Malignant pheochromocytoma (MP): A comprehensive genomic profiling (CGP) study.

Abstract

4584 Background: We CGP to characterize the genomic alterations (GA) in MP and to enable the search for potential therapy targets. Methods: From a series of 201,766 consecutive clinical cases, 44 cases of clinically advanced MP underwent CGP using a hybrid-capture based commercial assay to evaluate all classes of GA. Tumor mutational burden (TMB) was determined on 1.1 Mbp of sequenced DNA and reported as mutations/Mb and microsatellite instability (MSI) was determined on 114 loci. PD-L1 expression was determined by IHC (DAKO 22C3 antibody). Results: All patients had clinically advanced recurrent and/or metastatic disease. 23 patients were females and 21 patients were males.
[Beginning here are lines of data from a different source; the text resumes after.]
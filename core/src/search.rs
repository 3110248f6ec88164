use crate::index::{DocId, Field, SearchIndex};
use crate::snippet::{create_snippet, truncate_content};
use crate::tokenizer::query_terms;
use serde::{Deserialize, Serialize};
use std::collections::HashMap;

const TITLE_BOOST: f32 = 2.0;
const TEXT_BOOST: f32 = 1.0;
/// Weight of an occurrence matched only by prefix, relative to an exact one.
const PREFIX_WEIGHT: f32 = 0.5;
/// Max word distance between consecutive query terms that earns a bonus.
const PROXIMITY_WINDOW: u32 = 8;
const PROXIMITY_WEIGHT: f32 = 1.0;

const SNIPPET_LENGTH: usize = 300;
const MAX_HEADINGS: usize = 5;

#[derive(Debug, Clone, PartialEq, Eq, Serialize, Deserialize)]
#[serde(default, rename_all = "camelCase")]
pub struct SearchOptions {
    pub limit: usize,
    pub include_full_content: bool,
    pub max_content_length: usize,
}

impl Default for SearchOptions {
    fn default() -> Self {
        Self { limit: 10, include_full_content: false, max_content_length: 3000 }
    }
}

#[derive(Debug, Clone, PartialEq, Serialize, Deserialize)]
#[serde(rename_all = "camelCase")]
pub struct Match {
    pub title: String,
    pub path: String,
    pub snippet: String,
    pub headings: Vec<String>,
    #[serde(skip_serializing_if = "Option::is_none")]
    pub full_content: Option<String>,
}

#[derive(Debug, Clone, PartialEq, Serialize, Deserialize)]
#[serde(rename_all = "camelCase")]
pub struct SearchResponse {
    pub query: String,
    pub result_count: usize,
    pub results: Vec<Match>,
    pub message: String,
}

impl SearchResponse {
    fn new(query: &str, results: Vec<Match>) -> Self {
        let message = if results.is_empty() {
            "No results found".to_string()
        } else {
            format!("Found {} result(s)", results.len())
        };
        Self { query: query.to_string(), result_count: results.len(), results, message }
    }
}

#[derive(Debug, Clone, Default)]
struct TermHits {
    weight: f32,
    positions: Vec<u32>,
}

/// Rank every document matching the query: score descending, id ascending.
///
/// A field matches when each distinct query term prefix-matches some word in
/// it. A document's score is the best of its field scores.
pub fn rank(index: &SearchIndex, query: &str) -> Vec<(DocId, f32)> {
    let terms = query_terms(query);
    if terms.is_empty() {
        return Vec::new();
    }

    let mut scores: HashMap<DocId, f32> = HashMap::new();
    for field in Field::ALL {
        for (doc_id, score) in score_field(index, field, &terms) {
            let best = scores.entry(doc_id).or_insert(score);
            if score > *best {
                *best = score;
            }
        }
    }

    let mut scored: Vec<(DocId, f32)> = scores.into_iter().collect();
    scored.sort_by(|a, b| b.1.total_cmp(&a.1).then(a.0.cmp(&b.0)));
    scored
}

fn score_field(index: &SearchIndex, field: Field, terms: &[String]) -> Vec<(DocId, f32)> {
    let boost = match field {
        Field::Title => TITLE_BOOST,
        Field::SearchText => TEXT_BOOST,
    };

    let mut per_doc: HashMap<DocId, Vec<TermHits>> = HashMap::new();
    for (t, term) in terms.iter().enumerate() {
        for (exact, postings) in index.prefix_postings(field, term) {
            let w = if exact { 1.0 } else { PREFIX_WEIGHT };
            for p in postings {
                let hits = per_doc
                    .entry(p.doc_id)
                    .or_insert_with(|| vec![TermHits::default(); terms.len()]);
                hits[t].weight += w * p.positions.len() as f32;
                hits[t].positions.extend_from_slice(&p.positions);
            }
        }
    }

    per_doc
        .into_iter()
        .filter_map(|(doc_id, mut hits)| {
            if hits.iter().any(|h| h.positions.is_empty()) {
                return None;
            }
            for h in hits.iter_mut() {
                h.positions.sort_unstable();
            }
            let term_score: f32 = hits.iter().map(|h| (1.0 + h.weight).ln()).sum();
            let proximity: f32 = hits
                .windows(2)
                .map(|pair| proximity_bonus(&pair[0].positions, &pair[1].positions))
                .sum();
            Some((doc_id, boost * (term_score + proximity)))
        })
        .collect()
}

fn proximity_bonus(a: &[u32], b: &[u32]) -> f32 {
    match min_distance(a, b) {
        Some(d) if d <= PROXIMITY_WINDOW => {
            let d = d.max(1);
            PROXIMITY_WEIGHT * (PROXIMITY_WINDOW + 1 - d) as f32 / PROXIMITY_WINDOW as f32
        }
        _ => 0.0,
    }
}

/// Smallest gap between any element of `a` and any of `b`; both sorted.
fn min_distance(a: &[u32], b: &[u32]) -> Option<u32> {
    let (mut i, mut j) = (0, 0);
    let mut best: Option<u32> = None;
    while i < a.len() && j < b.len() {
        let d = a[i].abs_diff(b[j]);
        best = Some(best.map_or(d, |cur| cur.min(d)));
        if a[i] < b[j] {
            i += 1;
        } else {
            j += 1;
        }
    }
    best
}

/// Run a query and assemble up to `options.limit` matches.
pub fn execute(index: &SearchIndex, query: &str, options: &SearchOptions) -> SearchResponse {
    let ranked = rank(index, query);
    let total_hits = ranked.len();

    let results: Vec<Match> = ranked
        .into_iter()
        .take(options.limit)
        .filter_map(|(doc_id, _score)| index.doc(doc_id))
        .map(|doc| Match {
            title: doc.title.clone(),
            path: doc.path.clone(),
            snippet: create_snippet(&doc.content, query, SNIPPET_LENGTH),
            headings: doc.headings.iter().take(MAX_HEADINGS).cloned().collect(),
            full_content: options
                .include_full_content
                .then(|| truncate_content(&doc.content, options.max_content_length)),
        })
        .collect();

    tracing::debug!(query, total_hits, returned = results.len(), "search executed");
    SearchResponse::new(query, results)
}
There were 34 (77%) of MP known to have originated in the adrenal gland and 10 (23%) of the MP were sequenced from metastatic site where the exact primary site was unknown. The primary tumor was used for sequencing in 14 (32%) of the MP cases and a non-primary tumor metastatic site (liver, lung, bone, soft tissue, lymph node, kidney, peritoneal cavity, and chest wall) in 30 (68%) of the MP cases. There were 2.3 GA/tumor. The most frequent un-targetable GA were ATRX (25%), TP53 (21%), SDHB (13%), CTNNB1 (7%), VHL (7%), and CDKN2A/2B, PIK3R2, NOTCH2 and MEN1 (all 5%). The most frequent potentially targetable GA included RET (9%), NF1 (9%) and FGFR1 (5%). PBRM1 GA were found in 2% of MAP. Germline mutations in known cancer predisposition genes were predicted in 8 (18%) of cases involving SDHB (5 cases) and BRCA1, MEN1, and MSH2 (1 case each). The genomic signatures of primary MP were not significantly different from that obtained from sequencing of metastatic site biopsies. 0 (0%) of 5 MP stained positively for PD-L1 expression. The mean TMB was 2.95 mutations/Mb, the median TMB was 2.4 mutations/Mb. There 2 (5%) of MP with TMB ≥ 10 mutations/MB and 0 (0%) with TMB ≥ 20 mutations/Mb. 0 (0%) of 33 MP evaluated for MSI had a MSI-High status. Conclusions: Although the GA/tumor is relatively low for MP, CGP can reveal important potential therapy targets including RET, NF1 and FGFR1. MP do not reveal strong potential for immunotherapies with low TMB, absence of MSI-High status and low (2%) PBRM1 mutation frequencies.